Crizotinib is an oral kinase inhibitor approved for the treatment of ALK-rearranged non-small-cell lung cancer (NSCLC). The clinical benefits of crizotinib in patients with brain metastases have not been previously studied.Patients with advanced ALK-rearranged NSCLC enrolled onto clinical trial PROFILE 1005 or 1007 (randomly assigned to crizotinib) were included in this retrospective analysis. Patients with asymptomatic brain metastases (nontarget or target lesions) were allowed to enroll. Tumor assessments were evaluated every 6 weeks using RECIST (version 1.1).At baseline, 31% of patients (275 of 888) had asymptomatic brain metastases; 109 had received no prior and 166 had received prior brain radiotherapy as treatment.
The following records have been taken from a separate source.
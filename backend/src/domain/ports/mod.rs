//! Domain ports and supporting types for the hexagonal boundary.
//!
//! Ports describe how the domain expects to interact with the remote
//! platform (record store, blob store, identity provider, audit collector).
//! Each trait exposes strongly typed errors so adapters map their failures
//! into predictable variants instead of returning `anyhow::Result`.

mod macros;

mod audit_sink;
mod blob_store;
mod client_repository;
mod document_repository;
mod identity_provider;
mod invite_repository;
mod profile_repository;
mod todo_repository;

#[cfg(test)]
pub use audit_sink::MockAuditSink;
pub use audit_sink::{AuditSink, AuditSinkError, FixtureAuditSink};
#[cfg(test)]
pub use blob_store::MockBlobStore;
pub use blob_store::{BlobStore, BlobStoreError, ProgressObserver, silent_progress};
#[cfg(test)]
pub use client_repository::MockClientRepository;
pub use client_repository::{ClientRepository, ClientRepositoryError, visible_to};
#[cfg(test)]
pub use document_repository::MockDocumentRepository;
pub use document_repository::{DocumentRepository, DocumentRepositoryError, NewDocumentRecord};
#[cfg(test)]
pub use identity_provider::MockIdentityProvider;
pub use identity_provider::{AuthenticatedIdentity, IdentityProvider, IdentityProviderError};
#[cfg(test)]
pub use invite_repository::MockInviteRepository;
pub use invite_repository::{InviteRepository, InviteRepositoryError};
#[cfg(test)]
pub use profile_repository::MockProfileRepository;
pub use profile_repository::{NewUserProfile, ProfileRepository, ProfileRepositoryError};
#[cfg(test)]
pub use todo_repository::MockTodoRepository;
pub use todo_repository::{NewTodoRecord, TodoRepository, TodoRepositoryError};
Among patients with previously untreated asymptomatic brain metastases, the systemic disease control rate (DCR) at 12 weeks was 63% (95% CI, 54% to 72%), the intracranial DCR was 56% (95% CI, 46% to 66%), and the median intracranial time to progression (TTP) was 7 months (95% CI, 6.7 to 16.4). Among patients with previously treated brain metastases, the systemic DCR was 65% (95% CI, 57% to 72%), the intracranial DCR was 62% (95% CI, 54% to 70%), and the median intracranial TTP was 13.2 months (95% CI, 9.9 to not reached). Patients with systemic disease control were also likely to experience intracranial disease control at 12 weeks (correlation coefficient, 0.7652; P < .001). Among patients without baseline brain metastases who developed progressive disease (n = 253) after initiation of crizotinib, 20% were diagnosed with brain metastases.Crizotinib was associated with systemic and intracranial disease control in patients with ALK-rearranged NSCLC who were ALK inhibitor naive and had brain metastases. However, progression of preexisting or development of new intracranial lesions while receiving therapy was a common manifestation of acquired resistance to crizotinib.